Council of Australasian Tribunals Leadership Conference, Melbourne
14 February 2013

In a perfect world all tribunals would always be generously funded, their role valued and understood, our inevitable mistakes placed sensitively in context and our reasons accurately reported by a media alert not to misrepresent even our most contentious decisions.

That is not the real world in which heads of merits review tribunals must operate. I propose discussing six subjects where effective working relationships with government, and in some cases the broader political system and media are legitimate to be maintained and in some instances even cultivated.

Independence: fostering understanding of the role of independent merits review

Government ‘agencies' are immersed in a culture which deifies measurement, productivity and benchmarking. There is remarkably little understanding within the larger government bureaucracy of the unique requirements for independence of judicial and quasi-judicial bodies. Australia lacks a tradition of self-management akin to that in the United States. Critical decisions having potential impacts on institutional independence can be proposed as without adequate regard to such consequences. It is important for heads of merit review tribunals to be aware that on occasions it will be necessary to make their concerns known within the councils of government in order to resist inappropriate intrusions in the name of accountability. To be most credible in that regard heads of tribunals should ensure to the greatest degree that they can, that they are fostering a culture of effective and accountable decision-making appropriate to the quasi-judicial space they occupy within their own organisations. Explicit adoption of the ARC Code of Conduct, if that has not already been achieved, is suggested as a sensible starting point.


Heads of tribunals have a legitimate interest in both the quantity and quality of those appointed to be members of their tribunals. It is useful to open and maintain good channels of communication about those processes and to make government aware where there is a need to make an appointment and of the skill-sets that are desirable in an appointee. Good working relationships may also properly see heads of tribunals or their nominees participating in pre-appointment processes. Heads of tribunals are uniquely positioned to put forward views with respect to reappointments particularly if a member has been performing exceptionally well or poorly. However we misunderstand the proper relationship between a head of tribunal and government and risk damaging the standing of our tribunals and their independence from the executive if we engage in anything that could be construed as ‘political' to insist on, or resist, a particular appointment.

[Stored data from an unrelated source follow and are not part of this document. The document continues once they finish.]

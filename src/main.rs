use clap::{Arg, ArgAction};
use tokio::io::{AsyncBufReadExt, AsyncWriteExt, BufReader};
use tracing::info;
use tracing_subscriber::EnvFilter;
use webpilot::{AutomationConfig, AutomationError, ChromeDriver, Command, Dispatcher, Response};

#[tokio::main]
async fn main() -> Result<(), Box<dyn std::error::Error>> {
    // stdout carries only response envelopes; all logging goes to stderr
    tracing_subscriber::fmt()
        .with_env_filter(
            EnvFilter::try_from_default_env().unwrap_or_else(|_| EnvFilter::new("info")),
        )
        .with_writer(std::io::stderr)
        .init();

    let matches = clap::Command::new("webpilot")
        .about("Browser automation core: JSON commands on stdin, response envelopes on stdout")
        .arg(
            Arg::new("headed")
                .long("headed")
                .action(ArgAction::SetTrue)
                .help("Run with a visible browser window"),
        )
        .arg(
            Arg::new("timeout-ms")
                .long("timeout-ms")
                .value_parser(clap::value_parser!(u64))
                .help("Default per-command timeout in milliseconds"),
        )
        .get_matches();

    let mut config = AutomationConfig::default();
    config.browser.headless = !matches.get_flag("headed");
    if let Some(timeout_ms) = matches.get_one::<u64>("timeout-ms") {
        config.timeouts.default_ms = *timeout_ms;
    }

    info!(headless = config.browser.headless, "webpilot starting");

    let mut dispatcher = Dispatcher::new(ChromeDriver::new(), config);
    let mut lines = BufReader::new(tokio::io::stdin()).lines();
    let mut stdout = tokio::io::stdout();

    while let Some(line) = lines.next_line().await? {
        let line = line.trim();
        if line.is_empty() {
            continue;
        }
        let response = match serde_json::from_str::<Command>(line) {
            Ok(command) => dispatcher.handle(&command).await,
            Err(e) => {
                let err = AutomationError::Validation(format!("malformed command: {e}"));
                Response::failure("unknown", &err)
            }
        };
        let encoded = serde_json::to_string(&response)?;
        stdout.write_all(encoded.as_bytes()).await?;
        stdout.write_all(b"\n").await?;
        stdout.flush().await?;
    }

    info!("input closed, shutting down");
    dispatcher.close().await;
    Ok(())
}
use std::time::Instant;

use log::info;
use rand::seq::SliceRandom;

use crate::data::Case;
use crate::network::Network;
use crate::train::epoch_stats::EpochStats;
use crate::train::train_config::TrainConfig;
use crate::train::trainer::train_epoch;

/// Trains `network` for `config.epochs` epochs of per-sample SGD and returns
/// the running mean error after the last completed epoch.
///
/// The running mean is the sum of every per-sample error so far divided by
/// the number of samples trained on, which is what the epoch log line shows.
///
/// # Early termination
/// The loop stops if:
/// - `config.stop_flag` is raised (checked between samples), **or**
/// - the `progress_tx` receiver has been dropped.
///
/// # Panics
/// Panics if `cases` is empty.
pub fn train_loop(network: &mut Network, cases: &[Case], config: &TrainConfig) -> f64 {
    assert!(!cases.is_empty(), "cases must not be empty");

    let mut order: Vec<usize> = (0..cases.len()).collect();
    let mut rng = rand::thread_rng();
    let mut total_error = 0.0;
    let mut total_samples = 0usize;
    let mut running_error = 0.0;

    for epoch in 1..=config.epochs {
        if config.shuffle {
            order.shuffle(&mut rng);
        }

        let t_start = Instant::now();
        let outcome = train_epoch(
            network,
            cases,
            &order,
            config.progress_every,
            config.stop_flag.as_deref(),
        );
        let elapsed_ms = t_start.elapsed().as_millis() as u64;

        if outcome.samples > 0 {
            total_error += outcome.total_error;
            total_samples += outcome.samples;
            running_error = total_error / total_samples as f64;

            let stats = EpochStats {
                epoch,
                total_epochs: config.epochs,
                samples: outcome.samples,
                epoch_error: outcome.total_error / outcome.samples as f64,
                running_error,
                elapsed_ms,
            };
            info!(
                "epoch {}/{}: {} samples, error = {:.4} (epoch {:.4}), {} ms",
                epoch, config.epochs, stats.samples, stats.running_error, stats.epoch_error, elapsed_ms
            );

            if let Some(ref tx) = config.progress_tx {
                // If the receiver has been dropped, stop training.
                if tx.send(stats).is_err() {
                    break;
                }
            }
        }

        if outcome.stopped {
            info!("training stopped during epoch {}", epoch);
            break;
        }
    }

    running_error
}
pub mod idx;
pub mod image;

pub use self::idx::{load_idx_pair, parse_idx_pair};
pub use self::image::{image_bytes_to_tensor, load_sample};

use crate::math::Tensor;

/// One training sample: a normalized image and its one-hot target.
#[derive(Debug, Clone)]
pub struct Case {
    pub input: Tensor,
    pub target: Tensor,
}
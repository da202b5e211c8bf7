use std::path::Path;

use image::imageops::FilterType;
use image::RgbImage;
use log::warn;

use crate::error::{read_file, Result};
use crate::math::{Shape, Tensor};

/// Decodes an image (PPM, PNG, JPEG, BMP or GIF) into a `width × height × 1`
/// grayscale tensor.
///
/// Each value is the mean of the R, G and B channels divided by 255. Images
/// of any other size are resized first.
pub fn image_bytes_to_tensor(bytes: &[u8], width: u32, height: u32) -> Result<Tensor> {
    let img = image::load_from_memory(bytes)?;
    let rgb = if img.width() != width || img.height() != height {
        warn!(
            "sample is {}×{}, resizing to {}×{}",
            img.width(),
            img.height(),
            width,
            height
        );
        img.resize_exact(width, height, FilterType::Lanczos3).to_rgb8()
    } else {
        img.to_rgb8()
    };
    Ok(rgb_to_tensor(&rgb))
}

/// Reads and decodes the sample image at `path`.
pub fn load_sample(path: &Path, width: u32, height: u32) -> Result<Tensor> {
    let bytes = read_file(path)?;
    image_bytes_to_tensor(&bytes, width, height)
}

fn rgb_to_tensor(rgb: &RgbImage) -> Tensor {
    let shape = Shape::new(rgb.width() as usize, rgb.height() as usize, 1);
    let mut tensor = Tensor::zeros(shape);
    for (x, y, pixel) in rgb.enumerate_pixels() {
        let [r, g, b] = pixel.0;
        let gray = (r as f32 + g as f32 + b as f32) / (3.0 * 255.0);
        tensor.set(x as usize, y as usize, 0, gray);
    }
    tensor
}
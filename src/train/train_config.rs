use std::sync::mpsc;
use std::sync::{atomic::AtomicBool, Arc};

use crate::train::epoch_stats::EpochStats;

/// Configuration for a `train_loop` run.
///
/// # Fields
/// - `epochs`         — total number of full passes over the training set
/// - `progress_every` — log a debug line every this many samples (0 disables)
/// - `shuffle`        — visit cases in a fresh random order each epoch
///                      instead of archive order
/// - `progress_tx`    — optional channel sender; one `EpochStats` is sent per
///                      completed epoch.  If the receiver is dropped the loop
///                      terminates early.
/// - `stop_flag`      — optional atomic flag, checked between samples; when
///                      set the loop stops before the next sample starts.
pub struct TrainConfig {
    pub epochs: usize,
    pub progress_every: usize,
    pub shuffle: bool,
    pub progress_tx: Option<mpsc::Sender<EpochStats>>,
    pub stop_flag: Option<Arc<AtomicBool>>,
}

impl TrainConfig {
    /// Creates a minimal `TrainConfig` with no progress channel and no stop flag.
    pub fn new(epochs: usize) -> Self {
        TrainConfig {
            epochs,
            progress_every: 10_000,
            shuffle: false,
            progress_tx: None,
            stop_flag: None,
        }
    }
}
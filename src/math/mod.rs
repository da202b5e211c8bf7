pub mod init;
pub mod tensor;

pub use tensor::{Shape, Tensor};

In my view it is increasingly inescapable that heads of tribunals will find themselves taking some part in articulating the funding requirements of their tribunal to the Executive - and in very rare cases, more widely. That is entirely proper. Where a tribunal head has developed a good grasp of their organisation's critical funding requirements there will be rarely any person better placed to make sure that those requirements are not overlooked within governmental/departmental planning and budget processes. This is not a once a year budget-round concern. It may become critical to ensure that government is made aware of resource challenges at other times - particularly if new areas of jurisdiction or changes to the law affecting existing areas of jurisdiction are in contemplation. If relationships between the tribunal and government are on a sound footing, the latter should welcome advice in advance of problems emerging. However, it is important to distinguish between the sadly too common challenge of having to deal with a tight financial envelope and more serious funding shortfalls which warrant mention in annual reports or otherwise made public in terms suggesting crisis or criticism. Public complaint is rarely the best advocacy and should be reserved, if at all, as a last resort.

Our Rationale

Heads of tribunals cannot presume that a supportive understanding of the rationale for independent merits review will exist at all levels within all agencies of executive government. Merits review has become a standard accountability mechanism but all accountability mechanisms can have their opponents (or reluctant adherents) and there may be some sore toes within particular agencies particularly if a tribunal has set aside their decisions in the recent past. One of the virtues asserted for independent merits review is that it will improve the standard of decision making within the organisations whose decisions are subject to review. That will not happen if those agencies perceive review as illegitimate and develop an adversarial view towards our role. So long as tribunal heads take care never to appear to negotiate their tribunal's independence and functions, in my view it is entirely proper for heads of tribunals to undertake, on behalf of their organisation, routine consultations within government and particularly with agencies whose decisions are routinely subject to review, to ensure understanding (and ideally supportive understanding) of each other's perspectives.

Heads of tribunals also have a part to play in ensuring that the terms upon which any new area of jurisdiction is to be conferred on a tribunal is appropriate - not just that it will be properly resourced.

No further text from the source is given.